Google and Mozilla are tinkering with adding audio visualization and privacy to individual tabs in future versions of their browsers.
The audio visualization feature has been incorporated into both Chromium and the “Canary” build of Google’s Chrome browser, according to The Next Web .
Since introduced as part of Google’s Chrome development process in 2010, Canary has been a bleeding edge version of the browser—a place to experiment with features before testing them in the development channel.
So that means that it may be some time before the visualization feature—which allows you to see if the web page to a tab is playing or recording audio—appears, if ever, in a future version of the browser.
If you like to open tabs with abandon, the feature could be very useful to you in finding a web page blaring audio in a rat’s nest of tabs.

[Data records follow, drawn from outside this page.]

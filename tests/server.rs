//! End-to-end tests over a real listener.

mod common;

use std::time::Duration;

use datamart_api::config::AppConfig;
use reqwest::StatusCode;
use serde_json::Value;

use common::start_server;

fn client() -> reqwest::Client {
    reqwest::Client::builder()
        .pool_max_idle_per_host(0)
        .no_proxy()
        .build()
        .unwrap()
}

#[tokio::test]
async fn test_serves_requests_until_shutdown() {
    let (addr, shutdown) = start_server(AppConfig::default()).await;
    let client = client();

    let response = client
        .get(format!("http://{addr}/stations/101"))
        .send()
        .await
        .expect("request succeeds");
    assert_eq!(response.status(), StatusCode::OK);
    assert!(response.headers().contains_key("x-request-id"));
    let body: Value = response.json().await.unwrap();
    assert_eq!(body[0]["name"], "Kamloops");

    let response = client
        .get(format!("http://{addr}/readings?start=2024-07-01&end=2024-07-02"))
        .send()
        .await
        .unwrap();
    assert_eq!(response.status(), StatusCode::OK);
    let body: Value = response.json().await.unwrap();
    assert_eq!(body["collection"].as_array().unwrap().len(), 3);

    shutdown.trigger();
    tokio::time::timeout(Duration::from_secs(5), async {
        while shutdown.receiver_count() > 0 {
            tokio::time::sleep(Duration::from_millis(20)).await;
        }
    })
    .await
    .expect("server stops after shutdown");
}

#[tokio::test]
async fn test_caller_supplied_request_id_is_echoed() {
    let (addr, shutdown) = start_server(AppConfig::default()).await;

    let response = client()
        .get(format!("http://{addr}/healthCheck"))
        .header("x-request-id", "trace-abc")
        .send()
        .await
        .unwrap();
    assert_eq!(response.status(), StatusCode::OK);
    assert_eq!(response.headers()["x-request-id"], "trace-abc");

    shutdown.trigger();
}

#[tokio::test]
async fn test_oversized_body_is_rejected() {
    let mut config = AppConfig::default();
    config.server.max_body_size = 16;
    let (addr, shutdown) = start_server(config).await;

    let response = client()
        .get(format!("http://{addr}/stations"))
        .body(vec![b'x'; 1024])
        .send()
        .await
        .unwrap();
    assert_eq!(response.status(), StatusCode::PAYLOAD_TOO_LARGE);

    shutdown.trigger();
}

#[tokio::test]
async fn test_unknown_route_is_json_404() {
    let (addr, shutdown) = start_server(AppConfig::default()).await;

    let response = client().get(format!("http://{addr}/nowhere")).send().await.unwrap();
    assert_eq!(response.status(), StatusCode::NOT_FOUND);
    let body: Value = response.json().await.unwrap();
    assert_eq!(body["message"], "Not Found");

    shutdown.trigger();
}
//! Multipart form parsing.
//!
//! # Responsibilities
//! - Read a `multipart/form-data` body once, before the dispatcher runs
//! - Store text fields and uploaded files as [`FormData`] in request extensions
//!
//! # Design Decisions
//! - Three modes: one file, an array of files under one field, or text only
//! - A file outside the accepted mode is a client error (400), not ignored
//! - The body is replaced with an empty one after parsing

use std::collections::HashMap;
use std::sync::Arc;

use axum::{
    body::{Body, Bytes},
    extract::{FromRequest, Multipart},
    http::{Request, StatusCode},
    middleware::Next,
    response::{IntoResponse, Response},
    Json,
};
use serde_json::{json, Map, Value};

use super::MiddlewareRef;

/// One uploaded file.
#[derive(Debug, Clone)]
pub struct UploadedFile {
    pub field_name: String,
    pub file_name: Option<String>,
    pub content_type: Option<String>,
    pub data: Bytes,
}

/// Files accepted by the multipart middleware.
#[derive(Debug, Clone, Default)]
pub enum Uploads {
    #[default]
    None,
    Single(UploadedFile),
    Many(Vec<UploadedFile>),
}

/// Parsed multipart body.
#[derive(Debug, Clone, Default)]
pub struct FormData {
    pub fields: HashMap<String, String>,
    pub uploads: Uploads,
}

impl FormData {
    pub fn field(&self, name: &str) -> Option<&str> {
        self.fields.get(name).map(String::as_str)
    }

    /// Text fields as a JSON object (what a `body` parameter sees).
    pub fn fields_json(&self) -> Value {
        let map: Map<String, Value> = self
            .fields
            .iter()
            .map(|(k, v)| (k.clone(), Value::String(v.clone())))
            .collect();
        Value::Object(map)
    }
}

#[derive(Debug, Clone)]
enum UploadMode {
    Single { field: String },
    Array { field: String, max: usize },
    TextOnly,
}

/// Accept exactly one file under `field`.
pub fn upload_single(field: impl Into<String>) -> MiddlewareRef {
    multipart_middleware("upload_single", UploadMode::Single { field: field.into() })
}

/// Accept up to `max` files under `field`.
pub fn upload_array(field: impl Into<String>, max: usize) -> MiddlewareRef {
    multipart_middleware(
        "upload_array",
        UploadMode::Array {
            field: field.into(),
            max,
        },
    )
}

/// Accept text fields only.
pub fn multipart_text() -> MiddlewareRef {
    multipart_middleware("multipart_text", UploadMode::TextOnly)
}

fn multipart_middleware(name: &str, mode: UploadMode) -> MiddlewareRef {
    let mode = Arc::new(mode);
    MiddlewareRef::new(name, move |request: Request<Body>, next: Next| {
        let mode = mode.clone();
        async move {
            match parse_form(&mode, request).await {
                Ok(request) => next.run(request).await,
                Err(response) => response,
            }
        }
    })
}

fn reject(message: impl Into<String>) -> Response {
    let message = message.into();
    tracing::debug!(reason = %message, "Rejected multipart request");
    (StatusCode::BAD_REQUEST, Json(json!({ "message": message }))).into_response()
}

async fn parse_form(mode: &UploadMode, request: Request<Body>) -> Result<Request<Body>, Response> {
    let (mut parts, body) = request.into_parts();

    let mut rebuilt = Request::new(body);
    *rebuilt.headers_mut() = parts.headers.clone();
    let mut multipart = Multipart::from_request(rebuilt, &())
        .await
        .map_err(IntoResponse::into_response)?;

    let mut form = FormData::default();
    let mut files = Vec::new();

    loop {
        let field = match multipart.next_field().await {
            Ok(Some(field)) => field,
            Ok(None) => break,
            Err(e) => return Err(reject(format!("Malformed multipart body: {e}"))),
        };

        let field_name = field.name().unwrap_or_default().to_string();
        let file_name = field.file_name().map(str::to_string);
        let content_type = field.content_type().map(str::to_string);

        if file_name.is_none() {
            let text = field
                .text()
                .await
                .map_err(|e| reject(format!("Unreadable field {field_name}: {e}")))?;
            form.fields.insert(field_name, text);
            continue;
        }

        let accepted = match mode {
            UploadMode::Single { field: expected } | UploadMode::Array { field: expected, .. } => {
                *expected == field_name
            }
            UploadMode::TextOnly => false,
        };
        if !accepted {
            return Err(reject(format!("Unexpected file field: {field_name}")));
        }

        let data = field
            .bytes()
            .await
            .map_err(|e| reject(format!("Unreadable file {field_name}: {e}")))?;
        files.push(UploadedFile {
            field_name,
            file_name,
            content_type,
            data,
        });
    }

    form.uploads = match mode {
        UploadMode::Single { field } => match files.len() {
            0 => Uploads::None,
            1 => Uploads::Single(files.remove(0)),
            _ => return Err(reject(format!("Only one file is accepted for field: {field}"))),
        },
        UploadMode::Array { field, max } => {
            if files.len() > *max {
                return Err(reject(format!("Too many files for field {field} (max {max})")));
            }
            Uploads::Many(files)
        }
        UploadMode::TextOnly => Uploads::None,
    };

    parts.extensions.insert(form);
    Ok(Request::from_parts(parts, Body::empty()))
}
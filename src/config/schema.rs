//! Configuration schema definitions.
//!
//! This module defines the complete configuration structure for the API
//! service. All types derive Serde traits for deserialization from config
//! files, and every field has a default so an empty file is a valid config.

use serde::{Deserialize, Serialize};

/// Root configuration for the API service.
#[derive(Debug, Clone, Deserialize, Serialize, Default)]
#[serde(default)]
pub struct AppConfig {
    /// Listener and request handling.
    pub server: ServerConfig,

    /// Log level, format and destination.
    pub logging: LoggingConfig,

    /// Metrics exporter settings.
    pub observability: ObservabilityConfig,

    /// Response hardening.
    pub security: SecurityConfig,

    /// Bearer authentication for data endpoints.
    pub auth: AuthConfig,

    /// Station data source.
    pub store: StoreConfig,
}

/// Server configuration.
#[derive(Debug, Clone, Deserialize, Serialize)]
#[serde(default)]
pub struct ServerConfig {
    /// Bind address (e.g., "0.0.0.0:1337").
    pub bind_address: String,

    /// Request timeout (total time for request/response) in seconds.
    pub request_timeout_secs: u64,

    /// Maximum request body size in bytes.
    pub max_body_size: usize,

    /// Refuse to start when any route declaration failed.
    pub strict_routes: bool,
}

impl Default for ServerConfig {
    fn default() -> Self {
        Self {
            bind_address: "0.0.0.0:1337".to_string(),
            request_timeout_secs: 30,
            max_body_size: 2 * 1024 * 1024, // 2MB
            strict_routes: false,
        }
    }
}

/// Output format for log lines.
#[derive(Debug, Clone, Copy, PartialEq, Eq, Deserialize, Serialize, Default)]
#[serde(rename_all = "lowercase")]
pub enum LogFormat {
    #[default]
    Pretty,
    Json,
}

/// Logging configuration.
#[derive(Debug, Clone, Deserialize, Serialize)]
#[serde(default)]
pub struct LoggingConfig {
    /// Log level (trace, debug, info, warn, error). `RUST_LOG` wins when set.
    pub level: String,

    pub format: LogFormat,

    /// Optional log file; written in addition to stdout.
    pub path: Option<String>,
}

impl Default for LoggingConfig {
    fn default() -> Self {
        Self {
            level: "info".to_string(),
            format: LogFormat::Pretty,
            path: None,
        }
    }
}

/// Observability configuration.
#[derive(Debug, Clone, Deserialize, Serialize)]
#[serde(default)]
pub struct ObservabilityConfig {
    /// Enable metrics endpoint.
    pub metrics_enabled: bool,

    /// Metrics endpoint bind address.
    pub metrics_address: String,
}

impl Default for ObservabilityConfig {
    fn default() -> Self {
        Self {
            metrics_enabled: false,
            metrics_address: "0.0.0.0:9090".to_string(),
        }
    }
}

/// Security hardening configuration.
#[derive(Debug, Clone, Deserialize, Serialize)]
#[serde(default)]
pub struct SecurityConfig {
    /// Enable security response headers.
    pub enable_headers: bool,
}

impl Default for SecurityConfig {
    fn default() -> Self {
        Self {
            enable_headers: true,
        }
    }
}

/// Authentication configuration.
#[derive(Debug, Clone, Deserialize, Serialize, Default)]
#[serde(default)]
pub struct AuthConfig {
    /// API key for authentication (Bearer token). Unset leaves data endpoints open.
    pub api_key: Option<String>,
}

/// Store configuration.
#[derive(Debug, Clone, Deserialize, Serialize, Default)]
#[serde(default)]
pub struct StoreConfig {
    /// JSON file with `stations` and `readings` arrays.
    pub seed_path: Option<String>,
}
//! HTTP protocol handling subsystem.
//!
//! # Data Flow
//! ```text
//! TCP connection
//!     → server.rs (axum setup, request ID, limits, timeout, tracing)
//!     → [materialized route] → middleware/ (per-endpoint chain)
//!     → dispatch.rs (extract arguments, call handler, shape reply)
//!     → error.rs (422 / 500 / 404 bodies)
//!     → Send to client
//! ```

pub mod dispatch;
pub mod error;
pub mod handler;
pub mod middleware;
pub mod request;
pub mod server;

pub use dispatch::Dispatcher;
pub use error::{FieldError, HandlerError, ValidationErrors};
pub use handler::{ApiResponse, Argument, Arguments, Handler, HandlerRef, Reply, RequestContext};
pub use middleware::{Middleware, MiddlewareRef};
pub use request::{MakeRequestUuid, RequestIdExt, X_REQUEST_ID};
pub use server::HttpServer;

The audio tab feature was initially spotted by blogger and Chromium source code crawler Francois Beaufort. “Google Chrome Team is working on identifying tabs that play audio in order to exclude them from the list of tabs to discard when memory runs out,” he wrote.
“In a first step, they’ve added a small indicator on top of the tab favicon to tell when a tab is actually playing audio,” he added.
Meanwhile, Mozilla’s latest pre-release of its browser—Firefox 20 beta for the desktop, as well as the version for Android devices—includes a privacy feature announced several months ago.
The feature allows you to apply the browser’s “privacy mode” to individual tabs. Privacy mode prevents the browser from keeping a history of the sites you’ve visited and cookies you’ve acquired.
In prior versions of Firefox, when privacy mode was entered, all current tabs were saved, the browser window closed and a new window opened in privacy mode. When Firefox 20 is released, you’ll be able to mix private and non-private tabs in the same browser session, assuming the pre-release functionality stays intact.
Privacy tabs have been dubbed “porn tabs” by some Internet wags because they allow a browser operator to keep a tab to porn site open without leaving any traces of their visit to the site on their computer.
Other new additions in Firefox beta 20 include:
- A new download manager located on the browser’s toolbar instead of in a separate management pane.
- A plug-in warning that alerts you if an applet freezes for more than 45 seconds. If it does, it gives the option of restarting the plug-in rather than rebooting the browser.
- Support of WebRTC‘s getUserMedia, which opens up web access to your computer’s camera and microphone—but only with your permission.